Indeed, as the number of regularly parked cars on the street soared to two, a few residents began regarding my arrival as they carried in the groceries or weeded the garden. I was confidently in the right but not comfortably so. So I affected a getaway style, strolling from my car with utmost cool – and all due haste. I nonetheless found a note under the windshield wiper one evening: No parking. Private space.
The heck it was! I started to compose a reply: This street is in the public domain. And besides, every house on this street has a driveway and a garage at its disposal, so what’s the problem? This message never left my head, since I wasn’t sure which house was home to the deserving recipient. Moreover, I imagined acts of retribution. I began parking farther down the street, where within days, I encountered a woman with a scowl most unbecoming of a Vineyarder.
“Are you going to park here all day?” she asked.

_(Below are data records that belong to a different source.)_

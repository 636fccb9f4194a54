//! Run Session use case.
//!
//! Drives one conversation between the end user, a language model and the
//! registered tools.
//!
//! ```text
//! user line ──▶ BuildPrompt ──▶ Ingest ──▶ Generate ──┬──▶ no directive: back to user
//!                   ▲                                 │
//!                   └──── System turn (tool reports) ◀┘
//! ```
//!
//! Fragments are parsed while the reply is still streaming, and directives
//! are dispatched inline: a tool runs before the next fragment is handled.

use crate::config::SessionConfig;
use crate::ports::conversation_logger::{
    ConversationEvent, ConversationLogger, NoConversationLogger,
};
use crate::ports::session_presenter::{NoPresenter, SessionPresenter};
use crate::ports::tool_dispatcher::ToolDispatcher;
use crate::ports::transcript::{NoTranscript, TranscriptWriter};
use crate::ports::user_input::UserInputPort;
use async_trait::async_trait;
use chatbot_domain::model::{FragmentSink, LanguageModel, ModelError};
use chatbot_domain::session::{Message, Role, TemplateTurn, Transcript};
use chatbot_domain::stream::{ParseEvent, StreamParser};
use chatbot_domain::tool::{Directive, InputSource};
use std::sync::Arc;
use thiserror::Error;
use tracing::{debug, info, warn};

/// Placeholder in the system prompt replaced by the tool documentation.
pub const TOOLS_PLACEHOLDER: &str = "{tools}";

/// Errors that end a session.
#[derive(Error, Debug)]
pub enum SessionError {
    #[error(transparent)]
    Ingest(ModelError),

    #[error(transparent)]
    Generation(ModelError),
}

/// What happened to one line of end-user input.
#[derive(Debug, Clone, PartialEq, Eq)]
pub enum InputOutcome {
    /// The exchange finished; control is back with the user.
    Continue(TurnReport),
    /// The user asked to end the session.
    Exit,
}

/// Summary of one exchange (a user turn plus any tool-loop turns).
#[derive(Debug, Clone, Default, PartialEq, Eq)]
pub struct TurnReport {
    /// Generation turns run, including tool-loop turns.
    pub turns: usize,
    /// Directives seen, whether or not they dispatched.
    pub directives: usize,
    /// Raw text of the last reply.
    pub reply: String,
    /// True if the tool loop was cut short by `max_tool_turns`.
    pub capped: bool,
}

/// Result of one generation turn.
struct TurnOutput {
    reply: String,
    results: Vec<String>,
    directives: usize,
}

/// Use case for running an interactive session.
pub struct RunSessionUseCase {
    model: Arc<dyn LanguageModel>,
    tools: Arc<dyn ToolDispatcher>,
    presenter: Arc<dyn SessionPresenter>,
    transcript: Arc<dyn TranscriptWriter>,
    conversation_logger: Arc<dyn ConversationLogger>,
    config: SessionConfig,
    history: Transcript,
    /// System seed still waiting to be sent with the first turn.
    seed: Option<String>,
    started: bool,
}

impl RunSessionUseCase {
    pub fn new(
        model: Arc<dyn LanguageModel>,
        tools: Arc<dyn ToolDispatcher>,
        config: SessionConfig,
    ) -> Self {
        Self {
            model,
            tools,
            presenter: Arc::new(NoPresenter),
            transcript: Arc::new(NoTranscript),
            conversation_logger: Arc::new(NoConversationLogger),
            config,
            history: Transcript::default(),
            seed: None,
            started: false,
        }
    }

    pub fn with_presenter(mut self, presenter: Arc<dyn SessionPresenter>) -> Self {
        self.presenter = presenter;
        self
    }

    pub fn with_transcript(mut self, transcript: Arc<dyn TranscriptWriter>) -> Self {
        self.transcript = transcript;
        self
    }

    /// Create with a conversation logger.
    pub fn with_conversation_logger(mut self, logger: Arc<dyn ConversationLogger>) -> Self {
        self.conversation_logger = logger;
        self
    }

    /// Messages exchanged so far, in order.
    pub fn history(&self) -> &Transcript {
        &self.history
    }

    /// Restore prior model state and prepare the System seed.
    ///
    /// Called implicitly by [`handle_input`](Self::handle_input); calling it
    /// again is a no-op.
    pub async fn start(&mut self) {
        if self.started {
            return;
        }
        self.started = true;

        let mut state_loaded = false;
        if let Some(path) = &self.config.state_file {
            if path.exists() {
                match self.model.load_state(path).await {
                    Ok(()) => {
                        info!("Restored model state from {}", path.display());
                        state_loaded = true;
                    }
                    Err(e) => warn!("Failed to restore model state from {}: {}", path.display(), e),
                }
            } else {
                debug!("No prior model state at {}", path.display());
            }
        }

        if state_loaded {
            return;
        }
        match self.config.system_prompt.as_deref() {
            Some(prompt) if !prompt.trim().is_empty() => {
                let seed = if prompt.contains(TOOLS_PLACEHOLDER) {
                    prompt.replace(TOOLS_PLACEHOLDER, &self.tools.describe())
                } else {
                    prompt.to_string()
                };
                self.seed = Some(seed);
            }
            _ => warn!("No system prompt was set."),
        }
    }

    /// Handle one line of end-user input.
    ///
    /// Runs the user turn and every tool-loop turn it triggers. Only
    /// ingestion and generation failures are returned as errors.
    pub async fn handle_input(&mut self, input: &str) -> Result<InputOutcome, SessionError> {
        self.start().await;

        if self.config.is_exit(input) {
            info!("Exit requested");
            return Ok(InputOutcome::Exit);
        }
        if input.trim().is_empty() {
            return Ok(InputOutcome::Continue(TurnReport::default()));
        }

        let (text, think) = match self.config.strip_think_prefix(input) {
            Some(rest) if self.model.think_prefix().is_some() => (rest, true),
            _ => (input, false),
        };

        let mut report = TurnReport::default();
        let mut message = Message::user(text);
        let mut tool_turns = 0usize;

        loop {
            let output = self.run_turn(message, think).await?;
            report.turns += 1;
            report.directives += output.directives;
            report.reply = output.reply;

            if output.results.is_empty() {
                break;
            }

            let combined = output.results.concat();
            self.presenter.on_turn_message(Role::System, &combined);

            if let Some(max) = self.config.max_tool_turns
                && tool_turns >= max
            {
                warn!("Tool loop exceeded max_tool_turns ({})", max);
                report.capped = true;
                break;
            }
            tool_turns += 1;
            debug!("Tool turn {}: feeding back {} bytes", tool_turns, combined.len());
            message = Message::system(combined);
        }

        Ok(InputOutcome::Continue(report))
    }

    /// Run the session until the user exits, input ends, or a fatal error.
    ///
    /// Exactly one state-save attempt is made on the way out, whatever the
    /// reason for stopping.
    pub async fn run(&mut self, input: &mut dyn UserInputPort) -> Result<(), SessionError> {
        self.start().await;

        let result = loop {
            let Some(line) = input.read_line() else {
                info!("End of input");
                break Ok(());
            };
            match self.handle_input(&line).await {
                Ok(InputOutcome::Exit) => break Ok(()),
                Ok(InputOutcome::Continue(_)) => {}
                Err(e) => break Err(e),
            }
        };

        self.save_state().await;
        self.conversation_logger.log(ConversationEvent::new(
            "session_end",
            serde_json::json!({
                "reason": match &result {
                    Ok(()) => "exit".to_string(),
                    Err(e) => e.to_string(),
                },
            }),
        ));
        result
    }

    /// Save model state if a state file is configured. Failures are logged.
    pub async fn save_state(&self) -> bool {
        let Some(path) = &self.config.state_file else {
            return false;
        };
        match self.model.save_state(path).await {
            Ok(()) => {
                info!("Saved model state to {}", path.display());
                true
            }
            Err(e) => {
                warn!("Failed to save model state to {}: {}", path.display(), e);
                false
            }
        }
    }

    async fn run_turn(&mut self, message: Message, think: bool) -> Result<TurnOutput, SessionError> {
        let mut turns = Vec::with_capacity(3);
        if let Some(seed) = self.seed.take() {
            let seed = Message::system(seed);
            turns.push(TemplateTurn::from(&seed));
            self.history.push(seed);
        }
        turns.push(TemplateTurn::from(&message));
        turns.push(TemplateTurn::open(Role::Assistant));

        let mut prompt = self.model.apply_template(&turns);
        if think && let Some(prefix) = self.model.think_prefix() {
            prompt.push_str(prefix);
        }

        self.conversation_logger.log(ConversationEvent::new(
            "turn_start",
            serde_json::json!({
                "role": message.role.as_str(),
                "message": message.content,
                "think": think,
            }),
        ));
        self.history.push(message);
        self.record(&prompt);

        debug!("Ingesting {} bytes into {}", prompt.len(), self.model.name());
        self.model
            .ingest(&prompt)
            .await
            .map_err(SessionError::Ingest)?;

        let mut sink = TurnSink {
            parser: if think {
                StreamParser::with_think()
            } else {
                StreamParser::new()
            },
            model: self.model.clone(),
            tools: self.tools.clone(),
            presenter: self.presenter.clone(),
            conversation_logger: self.conversation_logger.clone(),
            reply: String::new(),
            results: Vec::new(),
            directives: 0,
        };

        self.presenter.on_assistant_start();
        let generated = self.model.generate_streaming(&mut sink).await;
        if generated.is_ok() {
            sink.finish().await;
        }
        self.presenter.on_assistant_end();
        generated.map_err(SessionError::Generation)?;

        let TurnSink {
            reply,
            results,
            directives,
            ..
        } = sink;

        self.record(&reply);
        self.history.push(Message::assistant(reply.clone()));
        self.conversation_logger.log(ConversationEvent::new(
            "turn_end",
            serde_json::json!({
                "reply": reply,
                "directives": directives,
            }),
        ));

        Ok(TurnOutput {
            reply,
            results,
            directives,
        })
    }

    fn record(&self, text: &str) {
        if let Err(e) = self.transcript.append(text) {
            warn!("Failed to write transcript: {}", e);
        }
    }
}

/// Receives fragments of one generation turn and acts on parse events.
struct TurnSink {
    parser: StreamParser,
    model: Arc<dyn LanguageModel>,
    tools: Arc<dyn ToolDispatcher>,
    presenter: Arc<dyn SessionPresenter>,
    conversation_logger: Arc<dyn ConversationLogger>,
    reply: String,
    /// Tool reports and diagnostics, in dispatch order.
    results: Vec<String>,
    directives: usize,
}

impl TurnSink {
    async fn handle(&mut self, events: Vec<ParseEvent>) {
        for event in events {
            match event {
                ParseEvent::Text(text) => self.presenter.on_text(&text),
                ParseEvent::Thought(text) if text.is_empty() => self.presenter.on_thought_end(),
                ParseEvent::Thought(text) => self.presenter.on_thought(&text),
                ParseEvent::Directive(directive) => self.dispatch(directive).await,
                ParseEvent::Malformed(e) => {
                    self.directives += 1;
                    debug!("Malformed directive: {}", e);
                    self.results.push(format!("{}\n", e));
                }
            }
        }
    }

    async fn dispatch(&mut self, directive: Directive) {
        self.directives += 1;
        self.conversation_logger.log(ConversationEvent::new(
            "directive",
            serde_json::json!({
                "command": directive.text,
                "argv": directive.argv,
            }),
        ));

        let mut input = ModelInput {
            model: self.model.clone(),
        };
        match self.tools.dispatch(&directive, &mut input).await {
            Ok(outcome) => {
                debug!(tool = %outcome.tool, status = outcome.status, "Directive dispatched");
                self.conversation_logger.log(ConversationEvent::new(
                    "tool_result",
                    serde_json::json!({
                        "command": directive.text,
                        "tool": outcome.tool,
                        "status": outcome.status,
                    }),
                ));
                self.results.push(outcome.report());
            }
            Err(e) => {
                debug!("Dispatch of \"{}\" failed: {}", directive.text, e);
                self.conversation_logger.log(ConversationEvent::new(
                    "tool_result",
                    serde_json::json!({
                        "command": directive.text,
                        "error": e.to_string(),
                    }),
                ));
                self.results.push(format!("{}\n", e));
            }
        }
    }

    async fn finish(&mut self) {
        let events = self.parser.finish();
        self.handle(events).await;
    }
}

#[async_trait]
impl FragmentSink for TurnSink {
    async fn on_fragment(&mut self, fragment: &str) {
        self.reply.push_str(fragment);
        let events = self.parser.feed(fragment);
        self.handle(events).await;
    }
}

/// Answers a tool's read-input request by asking the model to continue.
struct ModelInput {
    model: Arc<dyn LanguageModel>,
}

#[async_trait]
impl InputSource for ModelInput {
    async fn read_input(&mut self) -> String {
        match self.model.generate().await {
            Ok(text) => text,
            Err(e) => {
                warn!("Tool input request failed: {}", e);
                String::new()
            }
        }
    }
}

“Yes, I am,” I replied and broke into my disguised sprint. Annoyed but weakened, I retreated to the school parking lot the next week and dodged skunks and ghosts for the rest of the season.
Last summer, I accepted a different Edgartown job. “Do you have employee parking?” I asked the boss.
“Well, no.”
This job was beyond a reasonable walk from the school and too close to the queue for the Chappy ferry, where the rent-a-cops did their duty all too well. The best-sounding tip – “They never ticket cars on # # # Street” – turned out to be bogus, for the remarkably cordial warning I found on my car in June was followed by a flaming purple ticket in July. I finally became a regular park-and-rider. It wasn’t so bad after all.
Yet the Secret Spot is not forgotten. On personal trips to town, that’s where I still park in emergencies – e.g., the movie’s about to start. I’m especially emboldened if I’m in someone else’s car. I choose my footwear carefully, foregoing slippery mules and the like. They don’t travel well in the nonchalant hundred-yard dash.